### [Required work]
The response must contain each line of the material that holds "position".

### [Material for this exercise]
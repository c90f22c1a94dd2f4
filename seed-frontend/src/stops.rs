//! Static stop markers and their detail popups. The set is built once from
//! the dataset the host page carries and never changes afterwards; the
//! visibility pass is the only thing that touches it.

use std::rc::Rc;

use bus_map::api::{RouteAtStop, Stop, StopArrival, StopId};
use bus_map::visibility::{should_show, STOP_MIN_ZOOM};
use enclose::enclose;
use geo::Point;
use seed::error;
use wasm_bindgen::prelude::*;
use wasm_bindgen::JsCast;

use crate::leaflet;
use crate::map::MapView;

pub type StopCallback = Rc<dyn Fn(StopId)>;

pub struct StopLayer {
    markers: Vec<StopMarker>,
}

/// One stop's marker together with its popup content. The refresh closure
/// lives here, held by the marker it serves, rather than on any global.
struct StopMarker {
    stop: Stop,
    marker: leaflet::Marker,
    route_list: web_sys::HtmlElement,
    details: web_sys::HtmlElement,
    _on_open: Closure<dyn FnMut()>,
    _on_refresh: Closure<dyn FnMut()>,
}

impl StopMarker {
    fn position(&self) -> Point<f64> {
        self.stop.position()
    }
}

impl StopLayer {
    /// Builds every marker up front, then runs one visibility pass so the
    /// restored viewport decides what is on screen.
    pub fn create(
        stops: Vec<Stop>,
        map: &MapView,
        open: StopCallback,
        refresh: StopCallback,
    ) -> StopLayer {
        let markers = stops
            .into_iter()
            .map(|stop| create_marker(stop, Rc::clone(&open), Rc::clone(&refresh)))
            .collect();
        let layer = StopLayer { markers };
        layer.update_visibility(map);
        layer
    }

    /// Re-evaluates every stop against the viewport. A marker whose popup is
    /// open stays visible wherever the map went.
    pub fn update_visibility(&self, map: &MapView) {
        let viewport = map.viewport();
        for entry in &self.markers {
            let popup_open = entry.marker.is_popup_open();
            if should_show(entry.position(), &viewport, STOP_MIN_ZOOM, popup_open) {
                map.stop_layer.add_layer(entry.marker.as_ref());
            } else {
                entry.marker.remove();
            }
        }
    }

    /// Resets the popup to its loading placeholders; runs on every open
    /// before the detail fetches go out.
    pub fn begin_loading(&self, stop_id: StopId) {
        if let Some(entry) = self.find(stop_id) {
            entry
                .route_list
                .set_inner_html("<i>Fetching routes...</i>");
            entry
                .details
                .set_inner_html("<b>Loading upcoming arrivals...</b>");
        }
    }

    pub fn show_refreshing(&self, stop_id: StopId) {
        if let Some(entry) = self.find(stop_id) {
            entry.details.set_inner_html("<b>Refreshing...</b>");
        }
    }

    pub fn render_routes(&self, stop_id: StopId, routes: &[RouteAtStop]) {
        if let Some(entry) = self.find(stop_id) {
            if routes.is_empty() {
                entry
                    .route_list
                    .set_inner_html("<b>No route data available for this stop.</b>");
            } else {
                let names: Vec<&str> = routes
                    .iter()
                    .map(|route| route.route_short_name.as_str())
                    .collect();
                entry
                    .route_list
                    .set_inner_html(&format!("<b>Routes:</b> {}", names.join(" | ")));
            }
        }
    }

    pub fn render_routes_error(&self, stop_id: StopId) {
        if let Some(entry) = self.find(stop_id) {
            entry.route_list.set_inner_html("Error loading routes.");
        }
    }

    pub fn render_arrivals(&self, stop_id: StopId, arrivals: &[StopArrival]) {
        if let Some(entry) = self.find(stop_id) {
            if arrivals.is_empty() {
                entry
                    .details
                    .set_inner_html("<b>No routes available in the next 60 minutes.</b>");
            } else {
                let mut details = String::from(r#"<div class="arrival-list">"#);
                for arrival in arrivals {
                    details.push_str(&format!(
                        concat!(
                            r#"<div class="arrival-item">"#,
                            r#"<span class="route-code">{}</span>"#,
                            r#"<span class="route-desc">{}</span>"#,
                            r#"<span class="route-time">{} min</span>"#,
                            r#"</div>"#,
                        ),
                        arrival.route_short_name,
                        arrival.route_long_name,
                        arrival.arrival_time,
                    ));
                }
                details.push_str("</div>");
                entry.details.set_inner_html(&details);
            }
        }
    }

    pub fn render_arrivals_error(&self, stop_id: StopId) {
        if let Some(entry) = self.find(stop_id) {
            entry
                .details
                .set_inner_html("<b>Failed to load stop details.</b>");
        }
    }

    fn find(&self, stop_id: StopId) -> Option<&StopMarker> {
        self.markers
            .iter()
            .find(|entry| entry.stop.stop_id == stop_id)
    }
}

fn create_marker(stop: Stop, open: StopCallback, refresh: StopCallback) -> StopMarker {
    let icon = leaflet::icon(
        &JsValue::from_serde(&leaflet::IconOptions {
            icon_url: "/static/images/bus-stop-icon.png",
            icon_size: [12., 12.],
            icon_anchor: [6., 6.],
            popup_anchor: Some([0., -24.]),
        })
        .expect("serialise icon options"),
    );
    let marker =
        leaflet::marker_with_icon(&leaflet::lat_lng(stop.stop_lat, stop.stop_lon), icon.as_ref());

    let document = seed::util::window().document().expect("page has a document");
    let content = document
        .create_element("div")
        .expect("create popup element");
    content.set_class_name("stop-popup");
    content.set_inner_html(&format!(
        concat!(
            r#"<div class="stop-header">"#,
            r#"<div><div class="stop-name">{name}</div><div class="stop-id">#{id}</div></div>"#,
            r#"<button class="refresh-btn" title="Refresh">🔄</button>"#,
            r#"</div>"#,
            r#"<div class="route-list"><i>Fetching routes...</i></div>"#,
            r#"<div class="stop-details"><b>Loading upcoming arrivals...</b></div>"#,
        ),
        name = stop.stop_name,
        id = stop.stop_id,
    ));

    let route_list = popup_part(&content, ".route-list");
    let details = popup_part(&content, ".stop-details");
    let button = popup_part(&content, ".refresh-btn");

    let stop_id = stop.stop_id;
    let on_refresh =
        Closure::wrap(Box::new(enclose!((refresh) move || refresh(stop_id))) as Box<dyn FnMut()>);
    button
        .add_event_listener_with_callback("click", on_refresh.as_ref().unchecked_ref())
        .expect("attach refresh listener");

    let on_open = Closure::wrap(Box::new(move || open(stop_id)) as Box<dyn FnMut()>);
    marker.on("popupopen", on_open.as_ref().unchecked_ref());
    marker.bind_popup(content.as_ref());

    StopMarker {
        stop,
        marker,
        route_list,
        details,
        _on_open: on_open,
        _on_refresh: on_refresh,
    }
}

fn popup_part(content: &web_sys::Element, selector: &str) -> web_sys::HtmlElement {
    content
        .query_selector(selector)
        .expect("query popup content")
        .expect("popup part present")
        .dyn_into::<web_sys::HtmlElement>()
        .expect("popup part is an html element")
}

/// The backend renders the stop dataset into the page as a global `stops`
/// array; it is read here exactly once and threaded through explicitly.
pub fn dataset_from_page() -> Vec<Stop> {
    let window = JsValue::from(seed::util::window());
    let dataset = js_sys::Reflect::get(&window, &JsValue::from_str("stops"))
        .ok()
        .and_then(|value| value.into_serde().ok());
    match dataset {
        Some(stops) => stops,
        None => {
            error!("no stop dataset on the page");
            Vec::new()
        }
    }
}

### [The completed task]
    fn position(&self) -> Point<f64> {
        self.stop.position()
            if should_show(entry.position(), &viewport, STOP_MIN_ZOOM, popup_open) {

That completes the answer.